Why must we be in a state of grace to receive Communion? Simply put, because Jesus Christ in the Eucharist is God—all-perfect, all-holy, all-love. To receive him in a state of sin is an offense against his goodness. Charles Belmonte teaches, “We should never dare to receive the Eucharist in the state of mortal sin. To do so is to abuse sacrilegiously the mercy of God. Only a shallow and false love, based on mere sentimentality, can bring us to such a detestable course of action. This mistreatment of the sacrament is a grave offense against God. St. Paul’s warning on this issue is quite clear: ‘Anyone who eats the bread or drinks the cup of the Lord unworthily will be behaving unworthily toward the body and blood of the Lord. Everyone is to recollect himself before eating this bread and drinking this cup; because a person who eats and drinks without recognizing the body is eating and drinking his own condemnation’ (1 Cor 11:27–29). […] Therefore, we cannot—and should not—receive our Lord with a soul dirtied by sin. If we realize we have a serious sin, even though we may seem to be contrite, we cannot go and receive the Holy Eucharist without previous sacramental confession” (Understanding the Mass, pp. 182–3).
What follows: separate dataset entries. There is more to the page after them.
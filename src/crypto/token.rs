use rand::RngCore;
use rand::rngs::OsRng;
use base64::{Engine as _, engine::general_purpose};

/// The size of a session token in bytes.
const SESSION_TOKEN_SIZE: usize = 32;

/// Generates a new random session token.
///
/// # Returns
///
/// A URL-safe base64-encoded token.
pub fn generate_session_token() -> String {
    let mut token = [0u8; SESSION_TOKEN_SIZE];
    OsRng.fill_bytes(&mut token);

    general_purpose::URL_SAFE_NO_PAD.encode(token)
}
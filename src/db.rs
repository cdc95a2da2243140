use deadpool_postgres::{Config, ManagerConfig, Pool, PoolConfig, RecyclingMethod, Runtime};
use tokio_postgres::NoTls;
use crate::error::{AppError, Result};
use std::time::Duration;

/// Creates a new database connection pool.
///
/// # Arguments
///
/// * `database_url` - The URL of the PostgreSQL database.
///
/// # Returns
///
/// A `Result` containing the `Pool`.
pub fn create_pool(database_url: &str) -> Result<Pool> {
    let mut cfg = Config::new();
    let pg_config: tokio_postgres::Config = database_url.parse()?;

    if let Some(host) = pg_config.get_hosts().first() {
        if let tokio_postgres::config::Host::Tcp(hostname) = host {
            cfg.host = Some(hostname.clone());
        }
    }

    if let Some(port) = pg_config.get_ports().first() {
        cfg.port = Some(*port);
    }

    if let Some(dbname) = pg_config.get_dbname() {
        cfg.dbname = Some(dbname.to_string());
    }

    if let Some(user) = pg_config.get_user() {
        cfg.user = Some(user.to_string());
    }

    if let Some(password) = pg_config.get_password() {
        cfg.password = Some(String::from_utf8_lossy(password).to_string());
    }

    cfg.manager = Some(ManagerConfig {
        recycling_method: RecyclingMethod::Fast,
    });

    cfg.pool = Some(PoolConfig {
        max_size: 16,
        timeouts: deadpool_postgres::Timeouts {
            wait: Some(Duration::from_secs(5)),
            create: Some(Duration::from_secs(2)),
            recycle: Some(Duration::from_secs(1)),
        },
        ..Default::default()
    });

    cfg.create_pool(Some(Runtime::Tokio1), NoTls)
        .map_err(AppError::from)
}

/// Checks out a client and runs a trivial query so a dead store is noticed at startup.
pub async fn ping(pool: &Pool) -> Result<()> {
    let client = pool.get().await?;
    client.simple_query("SELECT 1").await?;
    Ok(())
}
Along these lines, Belmonte notes that St. Pope John Paul II taught, “The two sacraments of Reconciliation and the Eucharist remain closely linked. Without a continually renewed conversion and the reception of the sacramental grace of forgiveness, participation in the Eucharist would not reach its full redemptive efficacy… It is not only that Penance leads to the Eucharist, but that the Eucharist also leads to Penance. For when we realize who it is that we receive in Eucharistic Communion, there springs up almost spontaneously a sense of unworthiness, together with sorrow for our own sins and an interior need for purification” (Understanding the Mass, p. 184; John Paul II, Letter of Holy Thursday [1986], 8; DC, 7). Of course, we know we are unworthy to receive such an amazing gift, but we are obligated to do our best to be as prepared as we can be. That’s why regularly making use of the Sacrament of Reconciliation and striving to be in a state of grace is so important.
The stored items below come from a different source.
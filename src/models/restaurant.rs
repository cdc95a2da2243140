use serde::Serialize;

/// A row of the `restaurants` table.
#[derive(Clone, Debug, Serialize, PartialEq)]
pub struct Restaurant {
    pub restaurants_id: i32,
    pub name: String,
    pub category: Option<String>,
    pub address: Option<String>,
    pub image_url: Option<String>,
    pub latitude: Option<f64>,
    pub longitude: Option<f64>,
    pub phone: Option<String>,
    pub rating: Option<f64>,
    pub review: Option<String>,
    pub hours: Option<String>,
    pub price: Option<String>,
}

/// The columns returned by the detail endpoint; the id is omitted.
#[derive(Clone, Debug, Serialize, PartialEq)]
pub struct RestaurantDetail {
    pub name: String,
    pub category: Option<String>,
    pub address: Option<String>,
    pub image_url: Option<String>,
    pub latitude: Option<f64>,
    pub longitude: Option<f64>,
    pub phone: Option<String>,
    pub rating: Option<f64>,
    pub review: Option<String>,
    pub hours: Option<String>,
    pub price: Option<String>,
}

impl From<Restaurant> for RestaurantDetail {
    fn from(r: Restaurant) -> Self {
        Self {
            name: r.name,
            category: r.category,
            address: r.address,
            image_url: r.image_url,
            latitude: r.latitude,
            longitude: r.longitude,
            phone: r.phone,
            rating: r.rating,
            review: r.review,
            hours: r.hours,
            price: r.price,
        }
    }
}
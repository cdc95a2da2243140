use async_trait::async_trait;
use crate::{error::Result, models::session::Session};

/// Server-side session storage keyed by the opaque cookie token.
#[async_trait]
pub trait SessionStore: Send + Sync {
    /// Stores `session` under `token` for `ttl_secs` seconds, replacing any previous value.
    async fn put(&self, token: &str, session: &Session, ttl_secs: u64) -> Result<()>;

    /// Looks a token up. Expired sessions read as `None`.
    async fn get(&self, token: &str) -> Result<Option<Session>>;

    /// Destroys one session. Unknown tokens are not an error.
    async fn destroy(&self, token: &str) -> Result<()>;

    /// Destroys every session belonging to `user_id`.
    async fn destroy_user(&self, user_id: &str) -> Result<()>;

    /// Drops expired sessions and returns how many went away.
    async fn purge_expired(&self) -> Result<usize>;
}
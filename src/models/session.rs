use chrono::{DateTime, Utc};
use serde::{Deserialize, Serialize};

/// The user snapshot held by a session and echoed by `/session-check`.
#[derive(Debug, Clone, Serialize, Deserialize, PartialEq)]
pub struct SessionUser {
    pub id: String,
    pub username: String,
    pub nickname: Option<String>,
}

/// Represents a user session.
#[derive(Debug, Clone, Serialize, Deserialize)]
pub struct Session {
    /// The user this session belongs to.
    pub user: SessionUser,
    /// The timestamp when the session was created.
    pub created_at: DateTime<Utc>,
    /// The timestamp when the session expires.
    pub expires_at: DateTime<Utc>,
}

impl Session {
    /// Whether the session is past its expiry at `now`.
    pub fn is_expired_at(&self, now: DateTime<Utc>) -> bool {
        now > self.expires_at
    }

    /// Seconds left before expiry, zero once expired.
    pub fn remaining_secs(&self, now: DateTime<Utc>) -> u64 {
        (self.expires_at - now).num_seconds().max(0) as u64
    }
}

/// A resolved session together with the token it was found under.
///
/// Inserted into request extensions by the auth middleware.
#[derive(Debug, Clone)]
pub struct AuthSession {
    pub token: String,
    pub session: Session,
}

impl AuthSession {
    pub fn user_id(&self) -> &str {
        &self.session.user.id
    }
}
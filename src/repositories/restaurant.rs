use async_trait::async_trait;
use deadpool_postgres::Pool;
use tokio_postgres::Row;
use crate::{
    error::{AppError, Result},
    models::restaurant::{Restaurant, RestaurantDetail},
};

/// Read-only access to the `restaurants` table.
#[async_trait]
pub trait RestaurantRepository: Send + Sync {
    /// Every restaurant, unfiltered.
    async fn list(&self) -> Result<Vec<Restaurant>>;
    /// One restaurant's detail columns.
    async fn detail(&self, restaurants_id: i32) -> Result<Option<RestaurantDetail>>;
}

/// PostgreSQL-backed [`RestaurantRepository`].
#[derive(Clone)]
pub struct PgRestaurantRepository {
    pool: Pool,
}

impl PgRestaurantRepository {
    pub fn new(pool: Pool) -> Self {
        Self { pool }
    }
}

fn get<'a, T>(row: &'a Row, name: &str) -> Result<T>
where
    T: tokio_postgres::types::FromSql<'a>,
{
    row.try_get(name)
        .map_err(|_| AppError::MissingData(name.to_string()))
}

fn row_to_detail(row: &Row) -> Result<RestaurantDetail> {
    Ok(RestaurantDetail {
        name: get(row, "name")?,
        category: get(row, "category")?,
        address: get(row, "address")?,
        image_url: get(row, "image_url")?,
        latitude: get(row, "latitude")?,
        longitude: get(row, "longitude")?,
        phone: get(row, "phone")?,
        rating: get(row, "rating")?,
        review: get(row, "review")?,
        hours: get(row, "hours")?,
        price: get(row, "price")?,
    })
}

fn row_to_restaurant(row: &Row) -> Result<Restaurant> {
    let detail = row_to_detail(row)?;
    Ok(Restaurant {
        restaurants_id: get(row, "restaurants_id")?,
        name: detail.name,
        category: detail.category,
        address: detail.address,
        image_url: detail.image_url,
        latitude: detail.latitude,
        longitude: detail.longitude,
        phone: detail.phone,
        rating: detail.rating,
        review: detail.review,
        hours: detail.hours,
        price: detail.price,
    })
}

#[async_trait]
impl RestaurantRepository for PgRestaurantRepository {
    async fn list(&self) -> Result<Vec<Restaurant>> {
        let client = self.pool.get().await?;
        let stmt = client
            .prepare_cached(
                r#"
                SELECT restaurants_id, name, category, address, image_url, latitude, longitude,
                       phone, rating, review, hours, price
                FROM restaurants
                "#,
            )
            .await?;
        let rows = client.query(&stmt, &[]).await?;
        rows.iter().map(row_to_restaurant).collect()
    }

    async fn detail(&self, restaurants_id: i32) -> Result<Option<RestaurantDetail>> {
        let client = self.pool.get().await?;
        let stmt = client
            .prepare_cached(
                r#"
                SELECT name, category, address, image_url, latitude, longitude,
                       phone, rating, review, hours, price
                FROM restaurants
                WHERE restaurants_id = $1
                "#,
            )
            .await?;
        let row = client.query_opt(&stmt, &[&restaurants_id]).await?;
        row.as_ref().map(row_to_detail).transpose()
    }
}
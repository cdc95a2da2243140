//! Account recovery: finding a forgotten id and resetting a forgotten password.

use axum::{
    extract::State,
    http::StatusCode,
    response::{IntoResponse, Response},
    Json,
};
use serde::{Deserialize, Serialize};

use crate::{
    error::{AppError, Result},
    extract::Payload,
    handlers::users::SuccessResponse,
    services::auth as auth_service,
    state::AppState,
    validation::auth::*,
};

#[derive(Deserialize, Debug, Default)]
pub struct FindUserRequest {
    #[serde(default)]
    pub email: Option<String>,
}

#[derive(Deserialize, Debug, Default)]
pub struct ValidateUserRequest {
    #[serde(default, rename = "userId")]
    pub user_id: Option<String>,
    #[serde(default)]
    pub email: Option<String>,
}

#[derive(Deserialize, Debug, Default)]
pub struct ResetPasswordRequest {
    #[serde(default)]
    pub user_id: Option<String>,
    #[serde(default, rename = "newPassword")]
    pub new_password: Option<String>,
    #[serde(default, rename = "confirmPassword")]
    pub confirm_password: Option<String>,
}

/// `{success, user_id}`.
#[derive(Serialize, Debug)]
pub struct UserIdResponse {
    pub success: bool,
    pub user_id: String,
}

/// Looks up the login id registered for an email address.
#[axum::debug_handler]
pub async fn find_user(
    State(state): State<AppState>,
    Payload(payload): Payload<FindUserRequest>,
) -> Result<Json<UserIdResponse>> {
    let email = present(&payload.email)
        .ok_or_else(|| AppError::Validation("이메일을 입력하세요.".to_string()))?;

    let user_id = state
        .users
        .find_id_by_email(email)
        .await?
        .ok_or_else(|| AppError::NotFound("이메일에 해당하는 사용자가 없습니다.".to_string()))?;

    Ok(Json(UserIdResponse {
        success: true,
        user_id,
    }))
}

/// Confirms an id and email belong to the same user.
#[axum::debug_handler]
pub async fn validate_user(
    State(state): State<AppState>,
    Payload(payload): Payload<ValidateUserRequest>,
) -> Result<Json<UserIdResponse>> {
    let (Some(user_id), Some(email)) = (present(&payload.user_id), present(&payload.email)) else {
        return Err(AppError::Validation(
            "아이디와 이메일은 필수 항목입니다.".to_string(),
        ));
    };

    let user_id = state
        .users
        .find_id_by_id_and_email(user_id, email)
        .await?
        .ok_or_else(|| {
            AppError::Authentication("아이디와 이메일이 일치하지 않습니다.".to_string())
        })?;

    Ok(Json(UserIdResponse {
        success: true,
        user_id,
    }))
}

/// Sets a new password for the given id.
///
/// Answers the same way whether or not the id exists.
#[axum::debug_handler]
pub async fn reset_password(
    State(state): State<AppState>,
    Payload(payload): Payload<ResetPasswordRequest>,
) -> Result<Response> {
    let (Some(user_id), Some(new_password), Some(confirm_password)) = (
        present(&payload.user_id),
        present(&payload.new_password),
        present(&payload.confirm_password),
    ) else {
        return Err(AppError::Validation(
            "아이디, 새 비밀번호, 비밀번호 확인은 필수 항목입니다.".to_string(),
        ));
    };

    validate_new_password(new_password, confirm_password)?;

    let updated = auth_service::set_password(&state, user_id, new_password.to_string()).await?;
    if updated == 0 {
        tracing::debug!("Password reset for unknown id: {}", user_id);
    }

    Ok((
        StatusCode::OK,
        SuccessResponse::new("비밀번호가 성공적으로 변경되었습니다."),
    )
        .into_response())
}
Priest giving absolution to a penitent during the Sacrament of Reconciliation

Hungry for God

Why fast for an hour before Communion? When we don’t eat, we become hungry. When we eat a lot, even if it is our favorite food, we don’t want more. Fasting is an age-old way of growing in hunger, in this case for the living God. Our hunger reminds us that we yearn to be filled up, that we yearn to have our hunger satisfied. This works for the body, but it also works for the soul. As we “clear out” room in our hearts through fasting, we realize that the empty space should be filled by God. As St. Augustine once famously said, the only one who really fills that hunger is God (“Our hearts are restless until they rest in Thee”). Fasting for an hour helps ensure that we are better focused on God for our nourishment and prepared to receive him in Holy Communion. Fasting before the Mass generally covers food and non-necessary drinks such as alcohol, soda, etc. Water is allowed, as well as medicines. For those who are seriously ill (hospital, nursing home, homebound) and for those who care for them, the rule of fasting does not apply. For example, a person in the hospital who is eating lunch when the priest comes is allowed to receive Communion. The same would be true for a nurse who just finished her lunch break when the priest arrives.
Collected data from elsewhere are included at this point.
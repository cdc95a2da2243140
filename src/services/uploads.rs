use std::path::PathBuf;

use chrono::Utc;
use tokio::{fs::OpenOptions, io::AsyncWriteExt};

use crate::error::{AppError, Result};

/// Public URL prefix the upload directory is served under.
pub const PUBLIC_PREFIX: &str = "/uploads";

/// Reported when an upload exceeds the configured size cap.
pub const FILE_TOO_LARGE_MESSAGE: &str = "파일 크기가 너무 큽니다.";

/// Image types accepted as profile photos.
const ALLOWED_MIME_TYPES: [&str; 4] = ["image/jpeg", "image/png", "image/gif", "image/webp"];

/// How many timestamps to try before giving up on a free file name.
const MAX_NAME_ATTEMPTS: i64 = 8;

/// A file written by [`UploadStore::save`].
#[derive(Debug, Clone)]
pub struct StoredFile {
    /// `<unix_ms>-<original name>`.
    pub file_name: String,
    /// Location on disk.
    pub path: PathBuf,
    /// Path clients fetch the file from.
    pub public_url: String,
    /// Sniffed content type.
    pub mime_type: &'static str,
}

/// Writes uploaded files into a single directory.
#[derive(Debug, Clone)]
pub struct UploadStore {
    dir: PathBuf,
    max_bytes: usize,
}

impl UploadStore {
    pub fn new(dir: PathBuf, max_bytes: usize) -> Self {
        Self { dir, max_bytes }
    }

    pub fn max_bytes(&self) -> usize {
        self.max_bytes
    }

    /// Creates the upload directory if it is missing.
    pub async fn ensure_dir(&self) -> Result<()> {
        tokio::fs::create_dir_all(&self.dir).await?;
        Ok(())
    }

    /// Validates and stores `bytes` under a timestamp-prefixed name.
    ///
    /// # Arguments
    ///
    /// * `original_name` - The file name the client sent, if any.
    /// * `bytes` - The file content.
    ///
    /// # Returns
    ///
    /// A `Result` containing the `StoredFile`.
    pub async fn save(&self, original_name: Option<&str>, bytes: &[u8]) -> Result<StoredFile> {
        if bytes.len() > self.max_bytes {
            return Err(AppError::Validation(FILE_TOO_LARGE_MESSAGE.to_string()));
        }

        let mime_type = detect_image(bytes)?;
        let safe_name = sanitize_file_name(original_name.unwrap_or_default());
        let base_ms = Utc::now().timestamp_millis();

        for attempt in 0..MAX_NAME_ATTEMPTS {
            let file_name = format!("{}-{}", base_ms + attempt, safe_name);
            let path = self.dir.join(&file_name);

            let mut file = match OpenOptions::new()
                .write(true)
                .create_new(true)
                .open(&path)
                .await
            {
                Ok(file) => file,
                Err(e) if e.kind() == std::io::ErrorKind::AlreadyExists => continue,
                Err(e) => return Err(e.into()),
            };

            if let Err(e) = file.write_all(bytes).await {
                let _ = tokio::fs::remove_file(&path).await;
                return Err(e.into());
            }
            file.flush().await?;

            tracing::info!("📁 Stored upload {} ({} bytes, {})", file_name, bytes.len(), mime_type);

            return Ok(StoredFile {
                public_url: format!("{}/{}", PUBLIC_PREFIX, file_name),
                file_name,
                path,
                mime_type,
            });
        }

        Err(AppError::Internal(format!(
            "No free upload name for {} after {} attempts",
            safe_name, MAX_NAME_ATTEMPTS
        )))
    }

    /// Removes a stored file, logging instead of failing.
    pub async fn discard(&self, stored: &StoredFile) {
        if let Err(e) = tokio::fs::remove_file(&stored.path).await {
            tracing::warn!("Could not remove upload {}: {}", stored.file_name, e);
        }
    }
}

/// Sniffs the content and accepts only the allowed image types.
pub fn detect_image(bytes: &[u8]) -> Result<&'static str> {
    infer::get(bytes)
        .map(|kind| kind.mime_type())
        .filter(|mime| ALLOWED_MIME_TYPES.contains(mime))
        .ok_or_else(|| {
            AppError::Validation(
                "이미지 파일(JPEG, PNG, GIF, WEBP)만 업로드할 수 있습니다.".to_string(),
            )
        })
}

/// Reduces a client-supplied name to a safe final path component.
pub fn sanitize_file_name(original: &str) -> String {
    let last = original
        .rsplit(['/', '\\'])
        .next()
        .unwrap_or_default();

    let cleaned: String = last
        .chars()
        .map(|c| {
            if c.is_alphanumeric() || matches!(c, '.' | '-' | '_') {
                c
            } else {
                '_'
            }
        })
        .collect();

    let cleaned = cleaned.trim_start_matches('.');
    if cleaned.is_empty() {
        "upload".to_string()
    } else {
        cleaned.to_string()
    }
}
Having reviewed being properly disposed to receive Communion, next time we’ll review the official guidelines for receiving Communion. These guidelines continue to emphasize our belief in the true presence of Christ in the Eucharist and provide guidance for people of various backgrounds who might be present at Mass.

Priest praying over the altar while parishioners kneel in prayer with a crucifix in the background during Catholic Mass

For Reflection:

1. Review the ways you prepare for significant events in your daily or weekly routine. Heighten your awareness of the purpose of fasting before receiving Holy Communion by making intentional choices about how you spend that time before Mass.

2. Pray with St. Paul’s words to the Corinthians in 1 Corinthians 11:17–34. Consider what steps you can take to be more properly disposed to receive the gift of Holy Communion.